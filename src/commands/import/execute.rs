use std::error::Error;

use serde::Serialize;

use super::ImportCmd;
use crate::commands::{Execute, Session};
use crate::db::StoreError;
use crate::stores::{CategoryStore, DuplicatePolicy, ImportSummary, UserStore, WordStore};

/// Result of the import command execution
#[derive(Debug, Serialize)]
pub struct ImportResult {
    pub file: String,
    pub owner: String,
    pub on_duplicate: DuplicatePolicy,
    #[serde(flatten)]
    pub summary: ImportSummary,
}

impl Execute for ImportCmd {
    type Output = ImportResult;

    fn execute(self, session: &Session<'_>) -> Result<Self::Output, Box<dyn Error>> {
        if !UserStore::new(session.db).exists(&self.user)? {
            return Err(StoreError::NotFound {
                entity: "User",
                id: self.user,
            }
            .into());
        }

        let policy = self.on_duplicate.unwrap_or(session.on_duplicate);
        let words = WordStore::with_policy(session.db, policy);
        let summary = words.import_csv(&self.file, &self.user, &CategoryStore::new(session.db))?;

        Ok(ImportResult {
            file: self.file.display().to_string(),
            owner: self.user,
            on_duplicate: policy,
            summary,
        })
    }
}
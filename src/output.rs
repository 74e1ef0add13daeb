//! Output formatting for command results.
//!
//! Supports multiple output formats: table (human-readable), JSON, and toon.

use clap::ValueEnum;
use serde::Serialize;

use crate::types::Word;

/// Output format for command results
#[derive(Debug, Clone, Copy, Default, ValueEnum)]
pub enum OutputFormat {
    /// Human-readable table format
    #[default]
    Table,
    /// JSON format
    Json,
    /// Token-efficient toon format
    Toon,
}

/// Trait for types that can be formatted for output
pub trait Outputable: Serialize {
    /// Format as a human-readable table
    fn to_table(&self) -> String;

    /// Format according to the specified output format
    fn format(&self, format: OutputFormat) -> String {
        match format {
            OutputFormat::Table => self.to_table(),
            OutputFormat::Json => serde_json::to_string_pretty(self).unwrap_or_default(),
            OutputFormat::Toon => {
                let json_value = serde_json::to_value(self).unwrap_or_default();
                toon::encode(&json_value, None)
            }
        }
    }
}

/// One table line for a word: `[id] english (pos) - meaning  {categories}`.
pub fn word_line(word: &Word) -> String {
    let mut line = format!("[{}] {}", word.id, word.english);
    if let Some(pos) = &word.part_of_speech {
        line.push_str(&format!(" ({})", pos));
    }
    line.push_str(&format!(" - {}", word.meaning));
    if word.wrong_count > 0 {
        line.push_str(&format!("  missed {}x", word.wrong_count));
    }
    if !word.categories.is_empty() {
        line.push_str(&format!("  {{{}}}", word.categories.join(", ")));
    }
    line
}

/// Render a titled word list, or `empty` when there are none.
pub fn word_list_table(title: &str, words: &[Word], empty: &str) -> String {
    let mut lines = vec![title.to_string(), String::new()];
    if words.is_empty() {
        lines.push(empty.to_string());
        return lines.join("\n");
    }

    lines.push(format!("Words ({}):", words.len()));
    for word in words {
        lines.push(format!("  {}", word_line(word)));
    }
    lines.join("\n")
}

#[cfg(test)]
mod tests {
    use super::*;
    use crate::fixtures::sample_word;
    use rstest::rstest;

    #[rstest]
    fn test_word_line_full() {
        let mut word = sample_word(1, "apple", "사과");
        word.part_of_speech = Some("명사".to_string());
        word.wrong_count = 2;
        word.categories = vec!["과일".to_string(), "회사".to_string()];
        assert_eq!(word_line(&word), "[1] apple (명사) - 사과  missed 2x  {과일, 회사}");
    }

    #[rstest]
    fn test_word_line_minimal() {
        let word = sample_word(7, "happy", "행복한");
        assert_eq!(word_line(&word), "[7] happy - 행복한");
    }

    #[rstest]
    fn test_word_list_empty() {
        assert_eq!(
            word_list_table("Words", &[], "No words found."),
            "Words\n\nNo words found."
        );
    }
}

· · · · ·

* _Exercise description_
I need all of the records above retyped exactly, please.

* _Response area_
filename src/commands/import/execute.rs
use std::error::Error;

use serde::Serialize;

use super::ImportCmd;
use crate::commands::{Execute, Session};
use crate::db::StoreError;
use crate::stores::{CategoryStore, DuplicatePolicy, ImportSummary, UserStore, WordStore};

/// Result of the import command execution
#[derive(Debug, Serialize)]
pub struct ImportResult {
    pub file: String,
    pub owner: String,
    pub on_duplicate: DuplicatePolicy,
    #[serde(flatten)]
    pub summary: ImportSummary,
}

impl Execute for ImportCmd {
    type Output = ImportResult;

    fn execute(self, session: &Session<'_>) -> Result<Self::Output, Box<dyn Error>> {
        if !UserStore::new(session.db).exists(&self.user)? {
            return Err(StoreError::NotFound {
                entity: "User",
                id: self.user,
            }
            .into());
        }

        let policy = self.on_duplicate.unwrap_or(session.on_duplicate);
        let words = WordStore::with_policy(session.db, policy);
        let summary = words.import_csv(&self.file, &self.user, &CategoryStore::new(session.db))?;

        Ok(ImportResult {
            file: self.file.display().to_string(),
            owner: self.user,
            on_duplicate: policy,
            summary,
        })
    }
}
filename src/output.rs
repository 74e1ef0add13daeb
//! Output formatting for command results.
//!
//! Supports multiple output formats: table (human-readable), JSON, and toon.

use clap::ValueEnum;
use serde::Serialize;

use crate::types::Word;

/// Output format for command results
#[derive(Debug, Clone, Copy, Default, ValueEnum)]
pub enum OutputFormat {
    /// Human-readable table format
    #[default]
    Table,
    /// JSON format
    Json,
    /// Token-efficient toon format
    Toon,
}

/// Trait for types that can be formatted for output
pub trait Outputable: Serialize {
    /// Format as a human-readable table
    fn to_table(&self) -> String;

    /// Format according to the specified output format
    fn format(&self, format: OutputFormat) -> String {
        match format {
            OutputFormat::Table => self.to_table(),
            OutputFormat::Json => serde_json::to_string_pretty(self).unwrap_or_default(),
            OutputFormat::Toon => {
                let json_value = serde_json::to_value(self).unwrap_or_default();
                toon::encode(&json_value, None)
            }
        }
    }
}

/// One table line for a word: `[id] english (pos) - meaning  {categories}`.
pub fn word_line(word: &Word) -> String {
    let mut line = format!("[{}] {}", word.id, word.english);
    if let Some(pos) = &word.part_of_speech {
        line.push_str(&format!(" ({})", pos));
    }
    line.push_str(&format!(" - {}", word.meaning));
    if word.wrong_count > 0 {
        line.push_str(&format!("  missed {}x", word.wrong_count));
    }
    if !word.categories.is_empty() {
        line.push_str(&format!("  {{{}}}", word.categories.join(", ")));
    }
    line
}

/// Render a titled word list, or `empty` when there are none.
pub fn word_list_table(title: &str, words: &[Word], empty: &str) -> String {
    let mut lines = vec![title.to_string(), String::new()];
    if words.is_empty() {
        lines.push(empty.to_string());
        return lines.join("\n");
    }

    lines.push(format!("Words ({}):", words.len()));
    for word in words {
        lines.push(format!("  {}", word_line(word)));
    }
    lines.join("\n")
}

#[cfg(test)]
mod tests {
    use super::*;
    use crate::fixtures::sample_word;
    use rstest::rstest;

    #[rstest]
    fn test_word_line_full() {
        let mut word = sample_word(1, "apple", "사과");
        word.part_of_speech = Some("명사".to_string());
        word.wrong_count = 2;
        word.categories = vec!["과일".to_string(), "회사".to_string()];
        assert_eq!(word_line(&word), "[1] apple (명사) - 사과  missed 2x  {과일, 회사}");
    }

    #[rstest]
    fn test_word_line_minimal() {
        let word = sample_word(7, "happy", "행복한");
        assert_eq!(word_line(&word), "[7] happy - 행복한");
    }

    #[rstest]
    fn test_word_list_empty() {
        assert_eq!(
            word_list_table("Words", &[], "No words found."),
            "Words\n\nNo words found."
        );
    }
}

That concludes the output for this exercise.